Team Leader: Emily Dolan

            Tourism rates are rising globally leading to an increased transmission of infectious disease across borders. In addition to tropical diseases, lack of proper public infrastructure for water, waste control, and inadequate resources for vector control through robust health systems are contributing factors toward disease for residents and tourists of countries located around the equator. The top reasons for tourists to change their travel destinations to alternative destinations include war and political instability, followed closely by fears of disease and health concerns. Since tourists are highly mobile consumers who can easily change their travel plans, these risk factors are a top priority for those who wish to draw tourists to their destinations, and they are significant risk factors for losing business

            The vast majority of those who travel to Cuba are of Canadian origin. In 2010 alone, nearly one million Canadians that sought a vacation on the Caribbean Island. The government of Canada has highlighted a number of key health risks for Canadian travellers travelling to Cuba, including the Zika Virus which is spread through infected mosquitoes biting humans. Affecting both men and women, the Zika Virus can be sexually transmitted and affects the reproductive process, often resulting in developmental abnormalities and birth defects in the fetus. This disease is of special concern for pregnant women, or men and women who are sexually active and are trying to conceive a child.

            In addition to Zika Virus, there are risks for food and water borne illnesses. Common illness in the Caribbean include cholera, hepatitis A, schistosomiasis, and typhoid. The risks of developing diarrheal-related illness is increased in areas which do not have adequate sanitation infrastructure. Additionally, vacationers are warned of insect related infectious disease such as Chikungunya, dengue fever, West Nile Virus, and malaria. Finally, travellers are warned of contact with local animals which might cause zoonotic infection and travellers are encouraged to be on guard for common diseases spread by humans in crowded spaces and through sexual intercourse.

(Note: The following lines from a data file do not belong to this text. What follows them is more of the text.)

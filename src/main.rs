//! action-bridge server.
//!
//! # Architecture Overview
//!
//! ```text
//!     Client Request
//!     ──────────────▶ host (axum) ──▶ bridge lookup ──▶ routing (table + matcher)
//!                         │                 ▲
//!                         │                 └── refresh ◀── framework route list
//!                         ▼
//!                  dispatch entry point ──▶ embedded framework ──▶ handler
//!     ◀──────────────────────────────────────── response (or fixed 500)
//! ```

use std::path::PathBuf;
use std::sync::Arc;

use clap::Parser;
use tokio::net::TcpListener;

use action_bridge::bridge::{BridgeAdapter, RouteSpec};
use action_bridge::config::{load_config, BridgeConfig};
use action_bridge::demo;
use action_bridge::host::HostServer;
use action_bridge::lifecycle::{signals, Shutdown};
use action_bridge::observability::{logging, metrics};

#[derive(Parser)]
#[command(name = "action-bridge")]
#[command(about = "Serve an embedded micro-framework through the host dispatcher", long_about = None)]
struct Cli {
    /// Path to a TOML configuration file.
    #[arg(short, long)]
    config: Option<PathBuf>,
}

#[tokio::main]
async fn main() -> Result<(), Box<dyn std::error::Error>> {
    let cli = Cli::parse();

    let config = match &cli.config {
        Some(path) => load_config(path)?,
        None => BridgeConfig::default(),
    };

    logging::init_logging(&config.observability);
    tracing::info!("action-bridge v{} starting", env!("CARGO_PKG_VERSION"));
    tracing::info!(
        bind_address = %config.listener.bind_address,
        request_timeout_secs = config.timeouts.request_secs,
        configured_routes = config.routes.len(),
        "Configuration loaded"
    );

    if config.observability.metrics_enabled {
        metrics::init_metrics(config.observability.metrics_address.parse()?)?;
    }

    let app = Arc::new(demo::build_app());
    let bridge = Arc::new(BridgeAdapter::new(app));

    for route in &config.routes {
        let spec = RouteSpec::try_from(route)?;
        bridge.route(spec)?;
    }

    let listener = TcpListener::bind(&config.listener.bind_address).await?;
    tracing::info!(address = %listener.local_addr()?, "Listening for connections");

    let shutdown = Arc::new(Shutdown::new());
    let server_shutdown = shutdown.subscribe();
    {
        let shutdown = shutdown.clone();
        tokio::spawn(async move {
            signals::shutdown_signal().await;
            shutdown.trigger();
        });
    }

    let server = HostServer::new(config, bridge);
    server.run(listener, server_shutdown).await?;

    tracing::info!("Shutdown complete");
    Ok(())
}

Cuban medical assistance may not be adequate for foreign visitors because the infrastructure for visitors in scarce and hospital charges for non-residents can be very high. There are also shortages in the types of medications and procedures available compared to the variety available in the Global North. Finally, foreign visitors who seek medical attention will often be asked to pay by credit cards not issues by American companies, so those visiting must ensure they have a credit card issued outside of the United States if they wish to receive medical treatment.  

            Health risks are a significant deciding factor for a traveller’s choice of destination, meaning that these issues are pressing matters for those involved in Cuba’s tourism industry. It is therefore very important that these health risks be monitored and addressed to ensure the success of the tourism industry in Cuba.